#### Work required
Scan the records below and report how many lines contain the word "days", giving the number by itself.

-*-*-

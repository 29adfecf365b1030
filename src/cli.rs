use clap::{Parser, Subcommand};

use crate::modules::analytics::{self, TautulliClient};
use crate::modules::monitor::{self, client::PageQuery, TracearrClient};
use crate::modules::movies::{self, RadarrClient};
use crate::modules::requests::{self, JellyseerrClient};
use crate::modules::series::{self, AddRequest, SonarrClient};
use crate::shared::config::ServiceConfig;
use crate::shared::errors::AppResult;

#[derive(Parser, Debug)]
#[command(
    name = "arrctl",
    version,
    about = "Command-line companion for a self-hosted media stack"
)]
pub struct Cli {
    #[command(subcommand)]
    pub service: Service,
}

#[derive(Subcommand, Debug)]
pub enum Service {
    /// Manage the Sonarr series library
    #[command(subcommand)]
    Sonarr(SonarrCommand),
    /// Manage the Radarr movie library
    #[command(subcommand)]
    Radarr(RadarrCommand),
    /// Search and request media through Jellyseerr
    #[command(subcommand)]
    Jellyseerr(JellyseerrCommand),
    /// Query Tautulli playback analytics
    #[command(subcommand)]
    Tautulli(TautulliCommand),
    /// Query Tracearr playback monitoring
    #[command(subcommand)]
    Tracearr(TracearrCommand),
}

#[derive(Subcommand, Debug)]
pub enum SonarrCommand {
    /// List all series in the library
    List,
    /// Search the catalog by name
    Search {
        #[arg(required = true)]
        term: Vec<String>,
    },
    /// Print one series as raw JSON
    Get { id: i64 },
    /// Add a series by exact title
    Add {
        #[arg(required = true)]
        term: Vec<String>,
        /// Quality profile name or id
        #[arg(long)]
        quality: String,
        /// Root folder path (defaults to the server's first folder)
        #[arg(long)]
        root: Option<String>,
        /// Skip the search for missing episodes after adding
        #[arg(long)]
        no_search: bool,
    },
    /// Remove a series from the library (files are kept)
    Delete {
        #[arg(required = true)]
        term: Vec<String>,
    },
}

#[derive(Subcommand, Debug)]
pub enum RadarrCommand {
    /// List all movies in the library
    List,
    /// Search the catalog by name
    Search {
        #[arg(required = true)]
        term: Vec<String>,
    },
    /// Print one movie as raw JSON
    Get { id: i64 },
}

#[derive(Subcommand, Debug)]
pub enum JellyseerrCommand {
    /// Search for movies and TV shows
    Search {
        #[arg(required = true)]
        query: Vec<String>,
    },
    /// Request a movie or TV show by TMDB id
    Request {
        #[arg(value_parser = ["movie", "tv"])]
        media_type: String,
        tmdb_id: i64,
        /// Specific seasons (TV only; defaults to all)
        #[arg(long, num_args = 1..)]
        seasons: Option<Vec<i32>>,
    },
}

#[derive(Subcommand, Debug)]
pub enum TautulliCommand {
    /// View playback history
    History {
        /// Limit to the last N days
        #[arg(long)]
        days: Option<i64>,
        /// Filter by username
        #[arg(long)]
        user: Option<String>,
        #[arg(long, value_parser = ["movie", "episode", "track"])]
        media_type: Option<String>,
        #[arg(long, default_value_t = 25)]
        limit: i64,
        /// Output as JSON
        #[arg(long)]
        json: bool,
    },
    /// List users
    Users {
        #[arg(long)]
        json: bool,
    },
    /// List libraries
    Libraries {
        #[arg(long)]
        json: bool,
    },
    /// Current activity
    Watching {
        #[arg(long)]
        json: bool,
    },
    /// Most watched content
    Popular {
        #[arg(long = "type", default_value = "movies", value_parser = ["movies", "shows", "music"])]
        kind: String,
        /// Time range in days
        #[arg(long, default_value_t = 30)]
        days: i64,
        #[arg(long, default_value_t = 25)]
        limit: i64,
        #[arg(long)]
        json: bool,
    },
    /// Server statistics
    Stats {
        #[arg(long, default_value_t = 30)]
        days: i64,
        #[arg(long)]
        json: bool,
    },
    /// History for a specific user
    UserHistory {
        username: String,
        #[arg(long, default_value_t = 25)]
        limit: i64,
        #[arg(long)]
        json: bool,
    },
    /// Search history
    Search {
        #[arg(required = true)]
        query: Vec<String>,
        #[arg(long, default_value_t = 25)]
        limit: i64,
        #[arg(long)]
        json: bool,
    },
}

#[derive(Subcommand, Debug)]
pub enum TracearrCommand {
    /// System health and server connectivity
    Health,
    /// Dashboard statistics
    Stats {
        #[arg(long)]
        server_id: Option<String>,
    },
    /// Active playback sessions
    Streams {
        #[arg(long)]
        server_id: Option<String>,
        /// Only print the summary block
        #[arg(long)]
        summary: bool,
    },
    /// List users with activity summary
    Users {
        #[arg(long, default_value_t = 1)]
        page: i64,
        #[arg(long, default_value_t = 25)]
        page_size: i64,
        #[arg(long)]
        server_id: Option<String>,
    },
    /// List rule violations
    Violations {
        #[arg(long, default_value_t = 1)]
        page: i64,
        #[arg(long, default_value_t = 25)]
        page_size: i64,
        #[arg(long)]
        server_id: Option<String>,
        #[arg(long, value_parser = ["low", "warning", "high"])]
        severity: Option<String>,
        #[arg(long)]
        acknowledged: Option<bool>,
    },
    /// Session history
    History {
        #[arg(long, default_value_t = 1)]
        page: i64,
        #[arg(long, default_value_t = 25)]
        page_size: i64,
        #[arg(long)]
        server_id: Option<String>,
        #[arg(long, value_parser = ["playing", "paused", "stopped"])]
        state: Option<String>,
        #[arg(long)]
        media_type: Option<String>,
        /// YYYY-MM-DD
        #[arg(long)]
        start_date: Option<String>,
        /// YYYY-MM-DD
        #[arg(long)]
        end_date: Option<String>,
    },
}

pub async fn run(cli: Cli) -> AppResult<()> {
    match cli.service {
        Service::Sonarr(command) => {
            let client = SonarrClient::new(ServiceConfig::from_env("SONARR")?)?;
            match command {
                SonarrCommand::List => series::commands::list(&client).await,
                SonarrCommand::Search { term } => {
                    series::commands::search(&client, &term.join(" ")).await
                }
                SonarrCommand::Get { id } => series::commands::get(&client, id).await,
                SonarrCommand::Add {
                    term,
                    quality,
                    root,
                    no_search,
                } => {
                    let request = AddRequest {
                        term: term.join(" "),
                        quality,
                        root,
                        search_missing: !no_search,
                    };
                    series::commands::add(&client, &request).await
                }
                SonarrCommand::Delete { term } => {
                    series::commands::delete(&client, &term.join(" ")).await
                }
            }
        }
        Service::Radarr(command) => {
            let client = RadarrClient::new(ServiceConfig::from_env("RADARR")?)?;
            match command {
                RadarrCommand::List => movies::commands::list(&client).await,
                RadarrCommand::Search { term } => {
                    movies::commands::search(&client, &term.join(" ")).await
                }
                RadarrCommand::Get { id } => movies::commands::get(&client, id).await,
            }
        }
        Service::Jellyseerr(command) => {
            let client = JellyseerrClient::new(ServiceConfig::from_env("JELLYSEERR")?)?;
            match command {
                JellyseerrCommand::Search { query } => {
                    requests::commands::search(&client, &query.join(" ")).await
                }
                JellyseerrCommand::Request {
                    media_type,
                    tmdb_id,
                    seasons,
                } => requests::commands::request(&client, &media_type, tmdb_id, seasons).await,
            }
        }
        Service::Tautulli(command) => {
            let client = TautulliClient::new(ServiceConfig::from_env("TAUTULLI")?)?;
            match command {
                TautulliCommand::History {
                    days,
                    user,
                    media_type,
                    limit,
                    json,
                } => {
                    analytics::commands::history(
                        &client,
                        days,
                        user.as_deref(),
                        media_type.as_deref(),
                        limit,
                        json,
                    )
                    .await
                }
                TautulliCommand::Users { json } => analytics::commands::users(&client, json).await,
                TautulliCommand::Libraries { json } => {
                    analytics::commands::libraries(&client, json).await
                }
                TautulliCommand::Watching { json } => {
                    analytics::commands::watching(&client, json).await
                }
                TautulliCommand::Popular {
                    kind,
                    days,
                    limit,
                    json,
                } => analytics::commands::popular(&client, &kind, days, limit, json).await,
                TautulliCommand::Stats { days, json } => {
                    analytics::commands::stats(&client, days, json).await
                }
                TautulliCommand::UserHistory {
                    username,
                    limit,
                    json,
                } => analytics::commands::user_history(&client, &username, limit, json).await,
                TautulliCommand::Search { query, limit, json } => {
                    analytics::commands::search(&client, &query.join(" "), limit, json).await
                }
            }
        }
        Service::Tracearr(command) => {
            let client = TracearrClient::new(ServiceConfig::from_env("TRACEARR")?)?;
            match command {
                TracearrCommand::Health => monitor::commands::health(&client).await,
                TracearrCommand::Stats { server_id } => {
                    monitor::commands::stats(&client, server_id.as_deref()).await
                }
                TracearrCommand::Streams { server_id, summary } => {
                    monitor::commands::streams(&client, server_id.as_deref(), summary).await
                }
                TracearrCommand::Users {
                    page,
                    page_size,
                    server_id,
                } => {
                    let query = PageQuery {
                        page: Some(page),
                        page_size: Some(page_size),
                        server_id,
                        ..PageQuery::default()
                    };
                    monitor::commands::users(&client, &query).await
                }
                TracearrCommand::Violations {
                    page,
                    page_size,
                    server_id,
                    severity,
                    acknowledged,
                } => {
                    let query = PageQuery {
                        page: Some(page),
                        page_size: Some(page_size),
                        server_id,
                        severity,
                        acknowledged,
                        ..PageQuery::default()
                    };
                    monitor::commands::violations(&client, &query).await
                }
                TracearrCommand::History {
                    page,
                    page_size,
                    server_id,
                    state,
                    media_type,
                    start_date,
                    end_date,
                } => {
                    let query = PageQuery {
                        page: Some(page),
                        page_size: Some(page_size),
                        server_id,
                        state,
                        media_type,
                        start_date,
                        end_date,
                        ..PageQuery::default()
                    };
                    monitor::commands::history(&client, &query).await
                }
            }
        }
    }
}
use std::time::Duration;

use log::debug;
use reqwest::{Client, RequestBuilder, Response};
use serde::de::DeserializeOwned;
use serde::Serialize;

use crate::shared::config::ServiceConfig;
use crate::shared::errors::{AppError, AppResult};

const REQUEST_TIMEOUT: Duration = Duration::from_secs(30);
const USER_AGENT: &str = concat!("arrctl/", env!("CARGO_PKG_VERSION"));

/// How a service expects its API key.
#[derive(Debug, Clone, Copy)]
pub enum Auth {
    /// Fixed header carrying the key verbatim, e.g. `X-Api-Key`.
    Header(&'static str),
    /// `Authorization: Bearer <key>`.
    Bearer,
    /// Query parameter carrying the key, e.g. `apikey` (Tautulli).
    QueryParam(&'static str),
}

/// One authenticated JSON round-trip per call: build URL from base +
/// versioned prefix + path, inject the key, decode the body, classify
/// failures. Non-2xx responses become [`AppError::Api`] with the raw
/// body; network-level failures become [`AppError::Transport`].
pub struct ApiClient {
    client: Client,
    base_url: String,
    prefix: &'static str,
    auth: Auth,
    api_key: String,
}

impl ApiClient {
    pub fn new(config: ServiceConfig, prefix: &'static str, auth: Auth) -> AppResult<Self> {
        let client = Client::builder()
            .timeout(REQUEST_TIMEOUT)
            .user_agent(USER_AGENT)
            .build()
            .map_err(|e| AppError::Transport(format!("failed to build HTTP client: {}", e)))?;

        Ok(Self {
            client,
            base_url: config.base_url,
            prefix,
            auth,
            api_key: config.api_key,
        })
    }

    fn url(&self, path: &str) -> String {
        let path = path.trim_start_matches('/');
        if path.is_empty() {
            format!("{}{}", self.base_url, self.prefix)
        } else {
            format!("{}{}/{}", self.base_url, self.prefix, path)
        }
    }

    fn authenticated(&self, request: RequestBuilder) -> RequestBuilder {
        match self.auth {
            Auth::Header(name) => request.header(name, &self.api_key),
            Auth::Bearer => request.bearer_auth(&self.api_key),
            Auth::QueryParam(name) => request.query(&[(name, self.api_key.as_str())]),
        }
    }

    pub async fn get<T: DeserializeOwned>(&self, path: &str) -> AppResult<T> {
        let url = self.url(path);
        debug!("GET {}", url);
        self.execute(self.client.get(url)).await
    }

    pub async fn get_query<T, Q>(&self, path: &str, query: &Q) -> AppResult<T>
    where
        T: DeserializeOwned,
        Q: Serialize + ?Sized,
    {
        let url = self.url(path);
        debug!("GET {}", url);
        self.execute(self.client.get(url).query(query)).await
    }

    pub async fn post<B, T>(&self, path: &str, body: &B) -> AppResult<T>
    where
        B: Serialize + ?Sized,
        T: DeserializeOwned,
    {
        let url = self.url(path);
        debug!("POST {}", url);
        self.execute(self.client.post(url).json(body)).await
    }

    pub async fn delete<Q>(&self, path: &str, query: &Q) -> AppResult<()>
    where
        Q: Serialize + ?Sized,
    {
        let url = self.url(path);
        debug!("DELETE {}", url);
        let response = self
            .authenticated(self.client.delete(url).query(query))
            .send()
            .await?;
        Self::check_status(response).await?;
        Ok(())
    }

    async fn execute<T: DeserializeOwned>(&self, request: RequestBuilder) -> AppResult<T> {
        let response = self.authenticated(request).send().await?;
        let response = Self::check_status(response).await?;
        Ok(response.json().await?)
    }

    async fn check_status(response: Response) -> AppResult<Response> {
        let status = response.status();
        if !status.is_success() {
            let body = response.text().await.unwrap_or_default();
            return Err(AppError::Api {
                status: status.as_u16(),
                body,
            });
        }
        Ok(response)
    }
}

-*-*-

#### Answer below
11